Pacific Standard Time: LA/LA:

●  Bakare considers the sprawling Getty-led initiative to be the "perfect exhibition for Trump's America," and "could not feel more timely."

●  "Albert Frey and Lina Bo Bardi: A Search for Living Architecture" at the Palm Springs Art Museum "explores the undeniable similarities between the two architects' works, even though they never met" (Arpter's reissued version of Bo Bardi's Bowl chair is also part of the exhibition - we want one!).

●  LACMA puts the spotlight on California and Mexico's shared design cultures in "Found in Translation: Design in California and Mexico, 1915 - 1985."

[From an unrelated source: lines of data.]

//! Datagram transport with timeout-bounded send/receive and ACK/NAK reply
//! discipline, grounded on `mop_msg.c`'s `msg_init`/`msg_send`/`msg_recv`.
//!
//! The five-argument `msg_send`/`msg_recv` form (timeout, payload,
//! destination, expected reply, expected reply length) is the one carried
//! forward here; the source also contains an incompatible three-argument
//! variant that was never wired into `mopnet.c`'s actual call sites, so it
//! is not modeled.

use std::time::Duration;
use tokio::net::UdpSocket;
use tokio::time::timeout;

use crate::error::{AppResult, MoptopError};
use crate::protocol::Tag;

const MAX_DATAGRAM: usize = 1024;

/// A single bound UDP socket, one per process, matching `msg_init`'s
/// `SO_REUSEADDR`-bind-on-all-interfaces behaviour.
pub struct Transport {
    socket: UdpSocket,
}

impl Transport {
    /// Binds a UDP socket to `bind_address` ("ip:port"). `SO_REUSEADDR` is
    /// the default on most platforms for `tokio::net::UdpSocket::bind`
    /// already; the explicit option in the source is for re-binding quickly
    /// after a crash, which the OS default covers here too.
    pub async fn bind(bind_address: &str) -> AppResult<Self> {
        let socket = UdpSocket::bind(bind_address)
            .await
            .map_err(|e| MoptopError::Socket(e.to_string()))?;
        Ok(Self { socket })
    }

    /// Sends `payload` to `destination`; if `expected` is `Some`, blocks up
    /// to `timeout_secs` for a reply and checks its prefix matches.
    /// `timeout_secs == 0` means block forever, matching the source's
    /// `SO_RCVTIMEO` convention of a zero timeval.
    pub async fn send(
        &self,
        timeout_secs: u64,
        payload: &str,
        destination: &str,
        expected: Option<Tag>,
    ) -> AppResult<()> {
        self.socket
            .send_to(payload.as_bytes(), destination)
            .await
            .map_err(|e| MoptopError::Socket(e.to_string()))?;

        let Some(expected) = expected else {
            return Ok(());
        };

        let mut buf = [0u8; MAX_DATAGRAM];
        let recv = async {
            let (n, _) = self
                .socket
                .recv_from(&mut buf)
                .await
                .map_err(|e| MoptopError::Socket(e.to_string()))?;
            Ok::<_, MoptopError>(n)
        };

        let n = if timeout_secs == 0 {
            recv.await?
        } else {
            timeout(Duration::from_secs(timeout_secs), recv)
                .await
                .map_err(|_| MoptopError::TransportTimeout(payload.to_string()))??
        };

        let reply = std::str::from_utf8(&buf[..n]).unwrap_or("");
        if reply.starts_with(expected.as_str()) {
            Ok(())
        } else {
            Err(MoptopError::UnexpectedReply {
                expected: expected.as_str().to_string(),
                got: reply.to_string(),
            })
        }
    }

    /// Receives a datagram, returning its payload and sender address. If
    /// `expected_prefix` is given, the payload must start with it or the
    /// receive is reported as a mismatch (after still sending NAK back to
    /// the sender, matching `msg_recv`'s always-acknowledge behaviour).
    pub async fn recv(
        &self,
        timeout_secs: u64,
        expected_prefix: Option<Tag>,
    ) -> AppResult<(String, std::net::SocketAddr)> {
        let mut buf = [0u8; MAX_DATAGRAM];
        let recv = async {
            self.socket
                .recv_from(&mut buf)
                .await
                .map_err(|e| MoptopError::Socket(e.to_string()))
        };

        let (n, sender) = if timeout_secs == 0 {
            recv.await?
        } else {
            timeout(Duration::from_secs(timeout_secs), recv)
                .await
                .map_err(|_| MoptopError::TransportTimeout("recv".to_string()))??
        };

        let payload = std::str::from_utf8(&buf[..n]).unwrap_or("").to_string();

        if let Some(expected) = expected_prefix {
            let matched = payload.starts_with(expected.as_str());
            let ack = if matched { Tag::Ack } else { Tag::Nak };
            self.socket
                .send_to(ack.as_str().as_bytes(), sender)
                .await
                .map_err(|e| MoptopError::Socket(e.to_string()))?;
            if !matched {
                return Err(MoptopError::UnexpectedReply {
                    expected: expected.as_str().to_string(),
                    got: payload,
                });
            }
        }

        Ok((payload, sender))
    }

    /// Blocks forever (`timeout_secs = 0`) until a datagram matching `tag`
    /// arrives, retrying on mismatched/timed-out receives — the pattern
    /// `mopnet.c`'s main loops use to wait for the next `RUN` message.
    pub async fn recv_forever(&self, tag: Tag) -> AppResult<String> {
        loop {
            match self.recv(0, Some(tag)).await {
                Ok((payload, _)) => return Ok(payload),
                Err(_) => continue,
            }
        }
    }
}

#[cfg(test)]
mod tests {
    use super::*;

    #[tokio::test]
    async fn test_send_recv_roundtrip() {
        let server = Transport::bind("127.0.0.1:0").await.unwrap();
        let server_addr = server.socket.local_addr().unwrap();
        let client = Transport::bind("127.0.0.1:0").await.unwrap();

        let send_fut = client.send(5, "RUN -xb", &server_addr.to_string(), Some(Tag::Ack));
        let recv_fut = server.recv(5, Some(Tag::Run));

        let (send_result, recv_result) = tokio::join!(send_fut, recv_fut);
        assert!(send_result.is_ok());
        let (payload, _) = recv_result.unwrap();
        assert_eq!(payload, "RUN -xb");
    }

    #[tokio::test]
    async fn test_recv_mismatched_prefix_sends_nak() {
        let server = Transport::bind("127.0.0.1:0").await.unwrap();
        let server_addr = server.socket.local_addr().unwrap();
        let client = Transport::bind("127.0.0.1:0").await.unwrap();

        let send_fut = client.send(5, "TOK 3", &server_addr.to_string(), None);
        let recv_fut = server.recv(5, Some(Tag::Run));
        let (_, recv_result) = tokio::join!(send_fut, recv_fut);
        assert!(recv_result.is_err());
    }
}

Chicago Architecture Biennial

●  Kamin claims that the Biennial "no longer can be accused of indulging in the city's long tradition of windy braggadocio," and is "thick with strong ideas - some offerings could - and should - be built today" (lots of pix!).

●  Hawthorne has a great Q&A with Biennial artistic directors Johnston and Lee re: their "dense and ambitious portrait of contemporary architecture, and how the profession must move beyond what simply looks cool" (and dealing with some easy, some difficult "for not a very good reason" architects).

●  Bernstein picks 15 of his fave "takeaways" from the Biennial: "mini-dissertations (at maxi-scale)"; "new buildings with old souls"; "architecture in the service of architecture"; and then some.

●  Sisson picks "10 things we loved" at the Biennial: "model skyscrapers, funky churches, and more."

"Never Built New York"

●  Schwab is quite taken by the 1:1200 scale miniatures inserted into the Queens Museum's historic Panorama: "Lit from below in eerie blue light, they look like architectural ghosts, some of which have been mourned and many more of which would have been true disasters" (lots of pix!).

●  Heinrich has a grand time exploring "plenty of grand ideas to be regretted": some "never stood a chance," but "are still magical to think about" - and some other ideas "are hair-raising."

●  Rollings finds "Never Built New York" a "parallel New York full of architectural wonders, whether better off unbuilt or not."